1. Bayesian Reasoning I
Consider a test which detects if a person has a disease. Let R denote the outcome of the test on a person, D denote whether the person actually has the disease and θ be the likelihood that the test gives the correct result. That is, the probability that it reports that someone has the disease (R = 1) when they actually do (D = 1), is θ, and the probability that it reports that someone doesnt have the disease when they don’t is θ. Formally:
p(R = 1|D = 1) = p(R = 0|D = 0) = θ
Finally, an α-fraction of the population actually has this disease, that is, the prior
probability of a person having this disease is p(D) = α.

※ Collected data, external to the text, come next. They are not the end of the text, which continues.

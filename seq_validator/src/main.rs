//! # seq-validator CLI entry point
//!
//! Parses command-line arguments, installs logging and dispatches to the
//! `validate` and `checkers` subcommands.

use std::fs::{self, File};
use std::path::{Path, PathBuf};
use std::process::ExitCode;
use std::sync::Arc;

use anyhow::{anyhow, Context};
use clap::{Args, Parser, Subcommand};
use serde::Serialize;
use tracing_subscriber::filter::LevelFilter;
use tracing_subscriber::prelude::*;
use tracing_subscriber::{fmt, EnvFilter};

use seq_validator::config::ValidationConfig;
use seq_validator::engine::{utc_now_iso, ValidationEngine, ValidationInput};
use seq_validator::registry::CheckerRegistry;
use seq_validator::reporter::{self, REPORT_FILE_NAME};
use seq_validator::types::{CheckStatus, ValidationReport};

/// Exit code for invalid command-line usage.
const USAGE_ERROR: u8 = 2;

/// Validate ICGC ARGO sequencing data submissions.
///
/// Checks a submission's metadata JSON and, when a data directory is
/// available, the BAM/FASTQ files it describes.
#[derive(Parser, Debug)]
#[command(name = "seq-validator", version, about, long_about = None)]
struct Cli {
    /// Show debug information on stderr.
    #[arg(long, global = true)]
    debug: bool,

    /// Path to configuration file (TOML, or YAML by extension).
    #[arg(long, global = true)]
    config: Option<PathBuf>,

    #[command(subcommand)]
    command: Commands,
}

#[derive(Subcommand, Debug)]
enum Commands {
    /// Validate one or more submissions.
    Validate(ValidateArgs),

    /// List the registered checkers in run order.
    Checkers,
}

#[derive(Args, Debug)]
struct ValidateArgs {
    /// Submission metadata as a JSON string.
    #[arg(short, long, conflicts_with = "metadata_files")]
    metadata: Option<String>,

    /// Directory holding the sequencing files.
    #[arg(short, long)]
    data_dir: Option<PathBuf>,

    /// Write the report (or the summary) to this file instead of stdout.
    #[arg(short, long)]
    output: Option<PathBuf>,

    /// Emit single-line JSON.
    #[arg(long)]
    jsonl: bool,

    /// Metadata JSON files, one per submission.
    metadata_files: Vec<PathBuf>,
}

fn main() -> ExitCode {
    let cli = Cli::parse();

    match run(cli) {
        Ok(code) => code,
        Err(e) => {
            tracing::error!("{e:#}");
            eprintln!("error: {e:#}");
            ExitCode::from(1)
        }
    }
}

fn run(cli: Cli) -> anyhow::Result<ExitCode> {
    match cli.command {
        Commands::Checkers => {
            init_logging(cli.debug, None);
            list_checkers();
            Ok(ExitCode::SUCCESS)
        }
        Commands::Validate(args) => {
            if args.metadata.is_none() && args.metadata_files.is_empty() {
                eprintln!("Must specify one or more metadata files or metadata as a JSON string.");
                return Ok(ExitCode::from(USAGE_ERROR));
            }
            let log_dir = args.data_dir.clone().or_else(|| {
                args.metadata_files
                    .first()
                    .map(|f| absolute_parent(f))
            });
            let log_file = init_logging(cli.debug, log_dir.as_deref());
            run_validate(&args, cli.config.as_deref(), log_file)
        }
    }
}

// ---------------------------------------------------------------------------
// Logging
// ---------------------------------------------------------------------------

/// Log file name for a UTC timestamp, e.g. `2024_05_01T12_00_00_123Z.log`.
fn log_file_name(timestamp: &str) -> String {
    format!("{}.log", timestamp.replace(['-', ':', '.'], "_"))
}

/// Install the stderr layer and, with a log directory, the file layer.
///
/// Returns the log file path. Failing to create the file only disables it.
fn init_logging(debug: bool, log_dir: Option<&Path>) -> Option<PathBuf> {
    let stderr_level = if debug { "debug" } else { "warn" };
    let stderr_filter =
        EnvFilter::try_from_default_env().unwrap_or_else(|_| EnvFilter::new(stderr_level));

    let log_file = log_dir.and_then(|dir| match create_log_file(dir) {
        Ok(created) => Some(created),
        Err(e) => {
            eprintln!("warning: file logging disabled: {e:#}");
            None
        }
    });

    let stderr_layer = fmt::layer()
        .with_writer(std::io::stderr)
        .with_target(false)
        .with_filter(stderr_filter);
    let file_layer = log_file.as_ref().map(|(_, file)| {
        fmt::layer()
            .with_writer(Arc::clone(file))
            .with_ansi(false)
            .with_filter(LevelFilter::DEBUG)
    });

    tracing_subscriber::registry()
        .with(stderr_layer)
        .with(file_layer)
        .init();

    tracing::debug!("seq-validator v{} starting", seq_validator::types::TOOL_VERSION);
    log_file.map(|(path, _)| path)
}

fn create_log_file(dir: &Path) -> anyhow::Result<(PathBuf, Arc<File>)> {
    let logs = dir.join("logs");
    fs::create_dir_all(&logs)
        .with_context(|| format!("failed to create log directory {}", logs.display()))?;
    let path = logs.join(log_file_name(&utc_now_iso()));
    let file = File::create(&path)
        .with_context(|| format!("failed to create log file {}", path.display()))?;
    Ok((path, Arc::new(file)))
}

// ---------------------------------------------------------------------------
// Subcommands
// ---------------------------------------------------------------------------

fn list_checkers() {
    for descriptor in CheckerRegistry::new().descriptors() {
        println!(
            "{:<50} requires_data_dir={:<5} depends_on=[{}]",
            descriptor.name,
            descriptor.requires_data_dir,
            descriptor.depends_on.join(", ")
        );
    }
}

fn run_validate(
    args: &ValidateArgs,
    config_path: Option<&Path>,
    log_file: Option<PathBuf>,
) -> anyhow::Result<ExitCode> {
    if let Some(metadata) = &args.metadata {
        let mut input = ValidationInput::json(metadata.as_str()).with_log_file(log_file);
        if let Some(dir) = &args.data_dir {
            input = input.with_data_dir(dir);
        }
        let (report, fail_on_warnings) =
            validate_one(input, config_path, args.data_dir.as_deref())?;
        emit(&render(&report, args.jsonl)?, args.output.as_deref())?;
        return Ok(exit_code(report.status(), fail_on_warnings));
    }

    if let [metadata_file] = args.metadata_files.as_slice() {
        let (report, fail_on_warnings) =
            validate_file(metadata_file, args, config_path, log_file)?;
        emit(&render(&report, args.jsonl)?, args.output.as_deref())?;
        return Ok(exit_code(report.status(), fail_on_warnings));
    }

    let started_at = utc_now_iso();
    let total = args.metadata_files.len();
    let mut reports = Vec::with_capacity(total);
    let mut failed = false;

    for (i, metadata_file) in args.metadata_files.iter().enumerate() {
        let (report, fail_on_warnings) =
            validate_file(metadata_file, args, config_path, log_file.clone())?;

        let report_path = absolute_parent(metadata_file).join(REPORT_FILE_NAME);
        fs::write(&report_path, render(&report, args.jsonl)? + "\n")
            .with_context(|| format!("failed to write {}", report_path.display()))?;

        eprintln!(
            "{}",
            reporter::progress_line(
                &metadata_file.display().to_string(),
                report.status(),
                i + 1,
                total
            )
        );
        failed |= !passes(report.status(), fail_on_warnings);
        reports.push(report);
    }
    eprintln!();

    let summary = reporter::build_summary(&reports, started_at);
    emit(&render(&summary, args.jsonl)?, args.output.as_deref())?;
    Ok(if failed {
        ExitCode::from(1)
    } else {
        ExitCode::SUCCESS
    })
}

fn validate_file(
    metadata_file: &Path,
    args: &ValidateArgs,
    config_path: Option<&Path>,
    log_file: Option<PathBuf>,
) -> anyhow::Result<(ValidationReport, bool)> {
    let data_dir = args
        .data_dir
        .clone()
        .unwrap_or_else(|| absolute_parent(metadata_file));
    let input = ValidationInput::file(metadata_file)
        .with_data_dir(&data_dir)
        .with_log_file(log_file);
    validate_one(input, config_path, Some(&data_dir))
}

/// Validate with the configuration resolved for this submission.
fn validate_one(
    input: ValidationInput,
    config_path: Option<&Path>,
    data_dir: Option<&Path>,
) -> anyhow::Result<(ValidationReport, bool)> {
    let config = ValidationConfig::resolve(config_path, data_dir)?;
    let engine = ValidationEngine::new(&config)?;
    Ok((engine.validate(input), config.fail_on_warnings))
}

// ---------------------------------------------------------------------------
// Helpers
// ---------------------------------------------------------------------------

/// Serialization shared by reports and summaries.
trait RenderReport {
    fn to_json(&self) -> Result<String, String>;
    fn to_jsonl(&self) -> Result<String, String>;
}

impl<T: Serialize> RenderReport for T {
    fn to_json(&self) -> Result<String, String> {
        reporter::to_json(self)
    }
    fn to_jsonl(&self) -> Result<String, String> {
        reporter::to_jsonl(self)
    }
}

fn render(report: &dyn RenderReport, jsonl: bool) -> anyhow::Result<String> {
    let text = if jsonl {
        report.to_jsonl()
    } else {
        report.to_json()
    };
    text.map_err(|e| anyhow!(e))
}

fn absolute_parent(path: &Path) -> PathBuf {
    let abs = fs::canonicalize(path).unwrap_or_else(|_| path.to_path_buf());
    match abs.parent() {
        Some(parent) if !parent.as_os_str().is_empty() => parent.to_path_buf(),
        _ => PathBuf::from("."),
    }
}

fn emit(text: &str, output: Option<&Path>) -> anyhow::Result<()> {
    match output {
        Some(path) => fs::write(path, format!("{text}\n"))
            .with_context(|| format!("failed to write {}", path.display())),
        None => {
            println!("{text}");
            Ok(())
        }
    }
}

/// Whether an overall status counts as success.
fn passes(status: CheckStatus, fail_on_warnings: bool) -> bool {
    match status {
        CheckStatus::Pass => true,
        CheckStatus::Warning => !fail_on_warnings,
        CheckStatus::Invalid | CheckStatus::Unknown => false,
    }
}

fn exit_code(status: CheckStatus, fail_on_warnings: bool) -> ExitCode {
    if passes(status, fail_on_warnings) {
        ExitCode::SUCCESS
    } else {
        ExitCode::from(1)
    }
}

#[cfg(test)]
mod tests {
    use super::*;
    use clap::CommandFactory;

    #[test]
    fn test_cli_definition() {
        Cli::command().debug_assert();
    }

    #[test]
    fn test_metadata_conflicts_with_files() {
        let parsed = Cli::try_parse_from([
            "seq-validator",
            "validate",
            "-m",
            "{}",
            "metadata.json",
        ]);
        assert!(parsed.is_err());
    }

    #[test]
    fn test_parse_validate_files() {
        let cli = Cli::try_parse_from([
            "seq-validator",
            "--debug",
            "validate",
            "-d",
            "/data",
            "--jsonl",
            "a/metadata.json",
            "b/metadata.json",
        ])
        .unwrap();
        assert!(cli.debug);
        let Commands::Validate(args) = cli.command else {
            panic!("expected validate");
        };
        assert_eq!(args.data_dir, Some(PathBuf::from("/data")));
        assert!(args.jsonl);
        assert_eq!(args.metadata_files.len(), 2);
    }

    #[test]
    fn test_passes() {
        assert!(passes(CheckStatus::Pass, true));
        assert!(passes(CheckStatus::Warning, false));
        assert!(!passes(CheckStatus::Warning, true));
        assert!(!passes(CheckStatus::Invalid, false));
        assert!(!passes(CheckStatus::Unknown, false));
    }

    #[test]
    fn test_log_file_name() {
        assert_eq!(
            log_file_name("2024-05-01T12:00:00.123Z"),
            "2024_05_01T12_00_00_123Z.log"
        );
    }

    #[test]
    fn test_absolute_parent_of_bare_name() {
        assert_eq!(absolute_parent(Path::new("no-such-metadata.json")), PathBuf::from("."));
    }
}
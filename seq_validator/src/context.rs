//! Shared state of one validation run.
//!
//! The [`ValidationContext`] owns the parsed metadata document, the optional
//! data directory with its discovered sequencing files, the log file location
//! and the append-only list of [`CheckRecord`]s. Checkers only ever see it
//! through a shared reference; the engine is the single writer of records.

use std::path::{Path, PathBuf};
use std::sync::Arc;

use serde_json::{Map, Value};

use crate::checkers::CheckError;
use crate::tools::{SeqTools, Samtools};
use crate::types::CheckRecord;

/// The submission metadata document, guaranteed to be a JSON object.
#[derive(Debug, Clone, Default, PartialEq)]
pub struct Metadata(Map<String, Value>);

impl Metadata {
    /// Wrap a JSON value, returning `None` if it is not an object.
    #[must_use]
    pub fn from_value(value: Value) -> Option<Self> {
        match value {
            Value::Object(map) => Some(Self(map)),
            _ => None,
        }
    }

    /// Raw access to a top-level key.
    #[must_use]
    pub fn get(&self, key: &str) -> Option<&Value> {
        self.0.get(key)
    }

    /// The `read_groups` section, or `None` when missing, not a list, or empty.
    #[must_use]
    pub fn read_groups(&self) -> Option<&[Value]> {
        self.non_empty_array("read_groups")
    }

    /// The `files` section, or `None` when missing, not a list, or empty.
    #[must_use]
    pub fn files(&self) -> Option<&[Value]> {
        self.non_empty_array("files")
    }

    /// The `samples` section, or `None` when missing, not a list, or empty.
    #[must_use]
    pub fn samples(&self) -> Option<&[Value]> {
        self.non_empty_array("samples")
    }

    /// The `experiment` section, if it is an object.
    #[must_use]
    pub fn experiment(&self) -> Option<&Map<String, Value>> {
        self.0.get("experiment").and_then(Value::as_object)
    }

    /// The `read_groups` section, as a fault when absent.
    ///
    /// For checkers whose prerequisites already report the missing section.
    pub fn require_read_groups(&self) -> Result<&[Value], CheckError> {
        self.read_groups()
            .ok_or_else(|| CheckError::MissingSection("read_groups".to_owned()))
    }

    /// The `files` section, as a fault when absent.
    pub fn require_files(&self) -> Result<&[Value], CheckError> {
        self.files()
            .ok_or_else(|| CheckError::MissingSection("files".to_owned()))
    }

    fn non_empty_array(&self, key: &str) -> Option<&[Value]> {
        match self.0.get(key) {
            Some(Value::Array(items)) if !items.is_empty() => Some(items.as_slice()),
            _ => None,
        }
    }
}

/// A string field of a JSON object, `None` when absent, null, or not a string.
#[must_use]
pub fn str_field<'a>(entry: &'a Value, key: &str) -> Option<&'a str> {
    entry.get(key).and_then(Value::as_str)
}

/// A populated string field: `None` when absent, null or empty.
///
/// A non-string value is a fault, not an unpopulated field.
pub fn populated_str<'a>(
    entry: &'a Value,
    section: &str,
    key: &str,
) -> Result<Option<&'a str>, CheckError> {
    match entry.get(key) {
        None | Some(Value::Null) => Ok(None),
        Some(Value::String(s)) if s.is_empty() => Ok(None),
        Some(Value::String(s)) => Ok(Some(s.as_str())),
        Some(other) => Err(CheckError::UnexpectedType {
            field: format!("{section}.{key}"),
            expected: "string",
            found: json_type_name(other),
        }),
    }
}

/// A string field that must be present, as a fault otherwise.
pub fn require_str<'a>(entry: &'a Value, section: &str, key: &str) -> Result<&'a str, CheckError> {
    match entry.get(key) {
        Some(Value::String(s)) => Ok(s.as_str()),
        Some(other) => Err(CheckError::UnexpectedType {
            field: format!("{section}.{key}"),
            expected: "string",
            found: json_type_name(other),
        }),
        None => Err(CheckError::MissingField(format!("{section}.{key}"))),
    }
}

/// Short JSON type name for diagnostics.
#[must_use]
pub fn json_type_name(value: &Value) -> &'static str {
    match value {
        Value::Null => "null",
        Value::Bool(_) => "boolean",
        Value::Number(_) => "number",
        Value::String(_) => "string",
        Value::Array(_) => "array",
        Value::Object(_) => "object",
    }
}

/// Everything a checker can read during a run.
pub struct ValidationContext {
    metadata: Metadata,
    data_dir: Option<PathBuf>,
    data_files: Vec<String>,
    log_file: Option<PathBuf>,
    tools: Arc<dyn SeqTools>,
    records: Vec<CheckRecord>,
}

impl ValidationContext {
    /// Create a metadata-only context (no data directory).
    #[must_use]
    pub fn new(metadata: Metadata) -> Self {
        Self {
            metadata,
            data_dir: None,
            data_files: Vec::new(),
            log_file: None,
            tools: Arc::new(Samtools::default()),
            records: Vec::new(),
        }
    }

    /// Attach a data directory and the sequencing files found in it.
    #[must_use]
    pub fn with_data_dir(mut self, data_dir: PathBuf, data_files: Vec<String>) -> Self {
        self.data_dir = Some(data_dir);
        self.data_files = data_files;
        self
    }

    /// Record where detailed log output is written.
    #[must_use]
    pub fn with_log_file(mut self, log_file: Option<PathBuf>) -> Self {
        self.log_file = log_file;
        self
    }

    /// Replace the external tool runner.
    #[must_use]
    pub fn with_tools(mut self, tools: Arc<dyn SeqTools>) -> Self {
        self.tools = tools;
        self
    }

    /// The submission metadata.
    #[must_use]
    pub fn metadata(&self) -> &Metadata {
        &self.metadata
    }

    /// The data directory, if one was supplied.
    #[must_use]
    pub fn data_dir(&self) -> Option<&Path> {
        self.data_dir.as_deref()
    }

    /// The data directory, as a fault for file checkers run without one.
    pub fn require_data_dir(&self) -> Result<&Path, CheckError> {
        self.data_dir.as_deref().ok_or(CheckError::NoDataDirectory)
    }

    /// Sequencing file names discovered in the data directory, sorted.
    #[must_use]
    pub fn data_files(&self) -> &[String] {
        &self.data_files
    }

    /// Path of a file inside the data directory.
    pub fn data_path(&self, file_name: &str) -> Result<PathBuf, CheckError> {
        Ok(self.require_data_dir()?.join(file_name))
    }

    /// Detailed log file location, if logging to a file.
    #[must_use]
    pub fn log_file(&self) -> Option<&Path> {
        self.log_file.as_deref()
    }

    /// External tool runner (samtools).
    #[must_use]
    pub fn tools(&self) -> &dyn SeqTools {
        self.tools.as_ref()
    }

    /// Records appended so far, in execution order.
    #[must_use]
    pub fn records(&self) -> &[CheckRecord] {
        &self.records
    }

    /// Append a finalized record.
    pub(crate) fn push_record(&mut self, record: CheckRecord) {
        self.records.push(record);
    }

    /// Hand the records over once the run is complete.
    pub(crate) fn into_records(self) -> Vec<CheckRecord> {
        self.records
    }
}

impl std::fmt::Debug for ValidationContext {
    fn fmt(&self, f: &mut std::fmt::Formatter<'_>) -> std::fmt::Result {
        f.debug_struct("ValidationContext")
            .field("data_dir", &self.data_dir)
            .field("data_files", &self.data_files)
            .field("log_file", &self.log_file)
            .field("records", &self.records.len())
            .finish_non_exhaustive()
    }
}
//! BAM `@RG` header parsing.
//!
//! Only the header text is interpreted here; retrieving it is the job of
//! [`crate::tools::SeqTools`].

use std::collections::BTreeMap;

use crate::checkers::CheckError;
use crate::context::{require_str, ValidationContext};

/// One `@RG` line of a SAM header, tags in the order they appear.
#[derive(Debug, Clone, Default, PartialEq, Eq)]
pub struct ReadGroupLine {
    tags: Vec<(String, String)>,
}

impl ReadGroupLine {
    /// Value of the first occurrence of a two-letter tag.
    #[must_use]
    pub fn get(&self, tag: &str) -> Option<&str> {
        self.tags
            .iter()
            .find(|(k, _)| k == tag)
            .map(|(_, v)| v.as_str())
    }

    /// The `ID` tag.
    #[must_use]
    pub fn id(&self) -> Option<&str> {
        self.get("ID")
    }

    /// The `SM` tag.
    #[must_use]
    pub fn sample(&self) -> Option<&str> {
        self.get("SM")
    }
}

/// Extract every `@RG` line from SAM header text.
///
/// Tag values keep any further colons (`ID:run:1` has id `run:1`); fields
/// without a colon, such as the leading `@RG`, are dropped.
#[must_use]
pub fn parse_read_groups(header: &str) -> Vec<ReadGroupLine> {
    header
        .lines()
        .filter(|line| line.starts_with("@RG"))
        .map(|line| {
            let tags = line
                .trim_end()
                .split('\t')
                .filter_map(|field| {
                    field
                        .split_once(':')
                        .map(|(k, v)| (k.to_owned(), v.to_owned()))
                })
                .collect();
            ReadGroupLine { tags }
        })
        .collect()
}

/// BAM file names listed in the metadata `files` section, in listed order.
pub fn bam_files(ctx: &ValidationContext) -> Result<Vec<&str>, CheckError> {
    let mut bams = Vec::new();
    for file in ctx.metadata().require_files()? {
        let name = require_str(file, "files", "fileName")?;
        if name.ends_with(".bam") {
            bams.push(name);
        }
    }
    Ok(bams)
}

/// Read the `@RG` lines of every BAM listed in the metadata.
///
/// Keyed by file name as it appears in the metadata.
pub fn bam_read_groups(
    ctx: &ValidationContext,
) -> Result<BTreeMap<String, Vec<ReadGroupLine>>, CheckError> {
    let mut by_bam = BTreeMap::new();
    for bam in bam_files(ctx)? {
        let header = ctx.tools().view_header(&ctx.data_path(bam)?)?;
        by_bam.insert(bam.to_owned(), parse_read_groups(&header));
    }
    Ok(by_bam)
}

#[cfg(test)]
mod tests {
    use super::*;

    const HEADER: &str = "@HD\tVN:1.6\tSO:coordinate\n\
        @SQ\tSN:chr1\tLN:248956422\n\
        @RG\tID:C0HVY.2\tSM:HCC1143\tLB:lib1\tPL:ILLUMINA\n\
        @RG\tID:run:7\tSM:HCC1143\tPU:unit\n\
        @PG\tID:bwa\tPN:bwa\n";

    #[test]
    fn test_parse_read_groups() {
        let rgs = parse_read_groups(HEADER);
        assert_eq!(rgs.len(), 2);
        assert_eq!(rgs[0].id(), Some("C0HVY.2"));
        assert_eq!(rgs[0].sample(), Some("HCC1143"));
        assert_eq!(rgs[0].get("PL"), Some("ILLUMINA"));
        assert_eq!(rgs[1].get("LB"), None);
    }

    #[test]
    fn test_value_keeps_inner_colons() {
        let rgs = parse_read_groups(HEADER);
        assert_eq!(rgs[1].id(), Some("run:7"));
    }

    #[test]
    fn test_no_read_groups() {
        assert!(parse_read_groups("@HD\tVN:1.6\n@SQ\tSN:1\tLN:5\n").is_empty());
        assert!(parse_read_groups("").is_empty());
    }

    #[test]
    fn test_missing_sm_tag() {
        let rgs = parse_read_groups("@RG\tID:x\n");
        assert_eq!(rgs[0].id(), Some("x"));
        assert_eq!(rgs[0].sample(), None);
    }
}
//! Fault containment around checker execution.
//!
//! Every checker body runs inside [`run_guarded`]. Errors returned by the
//! checker and panics raised inside it both become an `UNKNOWN` outcome
//! with a generic message; the fault detail goes to the log only.

use std::panic::{catch_unwind, AssertUnwindSafe};

use crate::checkers::{CheckOutcome, Checker};
use crate::context::ValidationContext;
use crate::types::CheckStatus;

/// Lead sentence of every fault message.
pub const FAULT_MESSAGE_PREFIX: &str = "An error occurred while running this check.";

/// Generic message for a faulted checker.
///
/// Metadata-only runs point at `--debug`; runs with a data directory point
/// at the log file when one is known.
#[must_use]
pub fn fault_message(ctx: &ValidationContext) -> String {
    match (ctx.data_dir(), ctx.log_file()) {
        (None, _) => format!(
            "{FAULT_MESSAGE_PREFIX} Please rerun the validation with '--debug' to see the \
             error details."
        ),
        (Some(_), Some(log_file)) => format!(
            "{FAULT_MESSAGE_PREFIX} Please check the log file for details: {}",
            log_file.display()
        ),
        (Some(_), None) => {
            format!("{FAULT_MESSAGE_PREFIX} Please see the log output for details.")
        }
    }
}

/// Run a checker, converting any fault into an `UNKNOWN` outcome.
pub fn run_guarded(checker: &dyn Checker, ctx: &ValidationContext) -> CheckOutcome {
    let result = catch_unwind(AssertUnwindSafe(|| checker.check(ctx)));

    let detail = match result {
        Ok(Ok(outcome)) => return outcome,
        Ok(Err(err)) => err.to_string(),
        Err(panic_info) => {
            let panic_msg = if let Some(s) = panic_info.downcast_ref::<String>() {
                s.clone()
            } else if let Some(s) = panic_info.downcast_ref::<&str>() {
                (*s).to_owned()
            } else {
                "unknown panic".to_owned()
            };
            format!("panic: {panic_msg}")
        }
    };

    log::error!("[{}] check failed: {detail}", checker.name());
    CheckOutcome::with_status(CheckStatus::Unknown, fault_message(ctx))
}

#[cfg(test)]
mod tests {
    use super::*;
    use crate::checkers::CheckError;
    use crate::context::Metadata;
    use std::path::PathBuf;

    struct Returns(CheckStatus);
    struct Fails;
    struct Panics;

    impl Checker for Returns {
        fn name(&self) -> &'static str {
            "c001_returns"
        }
        fn check(&self, _ctx: &ValidationContext) -> Result<CheckOutcome, CheckError> {
            Ok(CheckOutcome::with_status(self.0, "done"))
        }
    }

    impl Checker for Fails {
        fn name(&self) -> &'static str {
            "c002_fails"
        }
        fn check(&self, _ctx: &ValidationContext) -> Result<CheckOutcome, CheckError> {
            Err(CheckError::MissingField("files.secret_detail".to_owned()))
        }
    }

    impl Checker for Panics {
        fn name(&self) -> &'static str {
            "c003_panics"
        }
        fn check(&self, _ctx: &ValidationContext) -> Result<CheckOutcome, CheckError> {
            panic!("index out of bounds");
        }
    }

    #[test]
    fn test_outcome_passes_through() {
        let ctx = ValidationContext::new(Metadata::default());
        for status in [CheckStatus::Pass, CheckStatus::Invalid, CheckStatus::Warning] {
            let out = run_guarded(&Returns(status), &ctx);
            assert_eq!(out.status, status);
            assert_eq!(out.message, "done");
        }
    }

    #[test]
    fn test_error_becomes_unknown_without_detail() {
        let ctx = ValidationContext::new(Metadata::default());
        let out = run_guarded(&Fails, &ctx);
        assert_eq!(out.status, CheckStatus::Unknown);
        assert!(out.message.contains("--debug"));
        assert!(!out.message.contains("secret_detail"));
    }

    #[test]
    fn test_panic_becomes_unknown() {
        let ctx = ValidationContext::new(Metadata::default());
        let out = run_guarded(&Panics, &ctx);
        assert_eq!(out.status, CheckStatus::Unknown);
        assert!(!out.message.contains("index out of bounds"));
    }

    #[test]
    fn test_message_points_at_log_file() {
        let ctx = ValidationContext::new(Metadata::default())
            .with_data_dir(PathBuf::from("/data"), Vec::new())
            .with_log_file(Some(PathBuf::from("/data/logs/run.log")));
        let out = run_guarded(&Fails, &ctx);
        assert!(out.message.ends_with("/data/logs/run.log"));

        let ctx = ValidationContext::new(Metadata::default())
            .with_data_dir(PathBuf::from("/data"), Vec::new());
        assert!(fault_message(&ctx).contains("log output"));
    }
}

(a) A patient goes to the doctor, has the test performed and it comes back positive. Derive the posterior probability that the person actually has the disease, and simplify it in terms of θ and α.
(b) After the results of the first test come back positive, the doctor runs it a second time. This time it comes back negative. Derive the posterior probability that the person actually has the disease after this second round of testing and simplify in terms of θ and α.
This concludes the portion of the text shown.